Issue with Prompt Injection in Vanna AI Exposes Databases to Remote Code Execution Attacks
A vulnerability that has been uncovered in the Vanna.AI library by cybersecurity researchers could potentially lead to remote code execution due to a flaw that allows prompt injection techniques to be exploited.
Referred to as CVE-2024-5565 with a CVSS score of 8.1, this security issue is linked to prompt injection within the “ask” function, enabling the execution of unauthorized commands within the library, as highlighted by supply chain security firm JFrog.
Vanna represents a Python-based tool for machine learning that permits users to interact with their SQL database through conversation-based querying, a process known as prompting that transforms queries into SQL language via a large language model (LLM).
The proliferation of generative artificial intelligence (AI) models has accentuated the threat landscape, allowing threat actors to exploit these tools through adversarial inputs that circumvent inherent safety measures.
Among the notable attacks is prompt injection, a type of AI jailbreak used to subvert safeguards put in place by LLM providers to prevent the production of inappropriate or illegal content or perform actions against the intended application purpose.
Such attacks can take different forms, including indirect methods that manipulate data processed by third-party systems to execute harmful payloads fostering AI jailbreaks.

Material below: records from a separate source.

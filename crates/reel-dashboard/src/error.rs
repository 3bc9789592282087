//! Dashboard error types.

use thiserror::Error;

pub type DashboardResult<T> = Result<T, DashboardError>;

/// Alert shown when a delete fails.
pub const DELETE_FAILED: &str = "Failed to delete movie. Please try again.";

/// Alert shown when a publish toggle fails.
pub const PUBLISH_FAILED: &str = "Failed to update movie. Please try again.";

/// Shown when a read (job list, catalog) fails.
pub const LOAD_FAILED: &str = "Failed to load movies. Please try again.";

#[derive(Debug, Error)]
pub enum DashboardError {
    #[error("Configuration error: {0}")]
    ConfigError(String),

    /// A write to a movie document failed
    #[error("Update failed: {0}")]
    UpdateFailed(#[source] reel_firestore::FirestoreError),

    #[error("Firestore error: {0}")]
    Firestore(#[from] reel_firestore::FirestoreError),

    #[error("Queue error: {0}")]
    Queue(#[from] reel_queue::QueueError),
}

impl DashboardError {
    pub fn config_error(msg: impl Into<String>) -> Self {
        Self::ConfigError(msg.into())
    }

    /// One display string for the UI boundary.
    pub fn user_message(&self) -> String {
        match self {
            DashboardError::Queue(e) => e.user_message(),
            DashboardError::UpdateFailed(_) => PUBLISH_FAILED.to_string(),
            DashboardError::Firestore(_) => LOAD_FAILED.to_string(),
            DashboardError::ConfigError(msg) => msg.clone(),
        }
    }
}

#[cfg(test)]
mod tests {
    use super::*;
    use reel_firestore::FirestoreError;

    #[test]
    fn test_user_message_depends_on_operation() {
        let update = DashboardError::UpdateFailed(FirestoreError::from_http_status(403, "rules"));
        assert_eq!(update.user_message(), PUBLISH_FAILED);

        let read: DashboardError = FirestoreError::from_http_status(503, "unavailable").into();
        assert_eq!(read.user_message(), LOAD_FAILED);

        let queue: DashboardError = reel_queue::QueueError::Http(500).into();
        assert_eq!(queue.user_message(), reel_queue::SUBMIT_FAILED);
    }
}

Additionally, scenarios like multi-turn jailbreaks or Crescendo can be employed, gradually steering dialogues towards prohibited goals in a sequential manner to achieve malicious intent.
This methodology can be extended to introduce a novel jailbreak known as Skeleton Key.
“The Skeleton Key approach involves utilizing a multi-turn strategy to coerce a model into bypassing its in-built guardrails,” remarked Mark Russinovich, chief technology officer of Microsoft Azure, stating. “Once these guardrails are circumvented, the model becomes blind to distinguishing between legitimate and malicious requests.”
Skeleton Key differentiates itself from Crescendo in that following a successful jailbreak and alteration of system rules, the model can produce responses that defy ethical boundaries and safety concerns.
“Once the Skeleton Key exploit is successful, the model acknowledges the modification of its guidelines and proceeds to generate content without any regard to violating its original responsible AI guidelines,” Russinovich added.
“Unlike Crescendo and similar strategies that necessitate indirect or encoded task requests, Skeleton Key grants direct control for users to order tasks, resulting in unfiltered model outputs that showcase the scope of knowledge or content production capabilities,” explained in a statement.
Recent disclosures from JFrog, also brought to light independently by Tong Liu, illustrate the gravity of prompt injections, particularly when intertwined with command execution.
The exploit leverages Vanna’s feature for generating text-to-SQL queries, subsequently executing these queries and visually representing results using the Plotly graphing tool.
This loophole is mediated through a function called “ask”, such as vn.ask(“What are the top 10 customers by sales?”), a principal API endpoint enabling the formulation and execution of SQL queries against the database.

When combined with the dynamic Plotly code generation, this vulnerability allows a malicious actor to introduce a specially crafted prompt containing commands to be executed on the system.
JFrog highlighted that due to the usage of the prompt function in Vanna to furnish visual results to users, it is plausible to manipulate prompts using prompt injection, thereby executing arbitrary Python code instead of the intended visualization code.
“By permitting external input to the ‘ask’ method of the library with ‘visualize’ set to True (default behavior), the potential for remote code execution arises,” noted JFrog.
Following responsible disclosure, Vanna has released a security hardening guide advising users on the risks associated with the Plotly integration and urging those exposing this function to do so within a confined environment.
“This discovery underscores the perils of deploying GenAI/LLMs without adequate governance and security measures, posing significant repercussions for organizations,” expressed Shachar Menashe, the senior director of security research at JFrog.
“The awareness surrounding prompt injection risks remains limited, yet its adept exploitation is a concern. Companies should not solely rely on pre-prompting as a foolproof defense mechanism but rather implement robust safeguards when LLMs interact with critical assets like databases or during dynamic code generation.”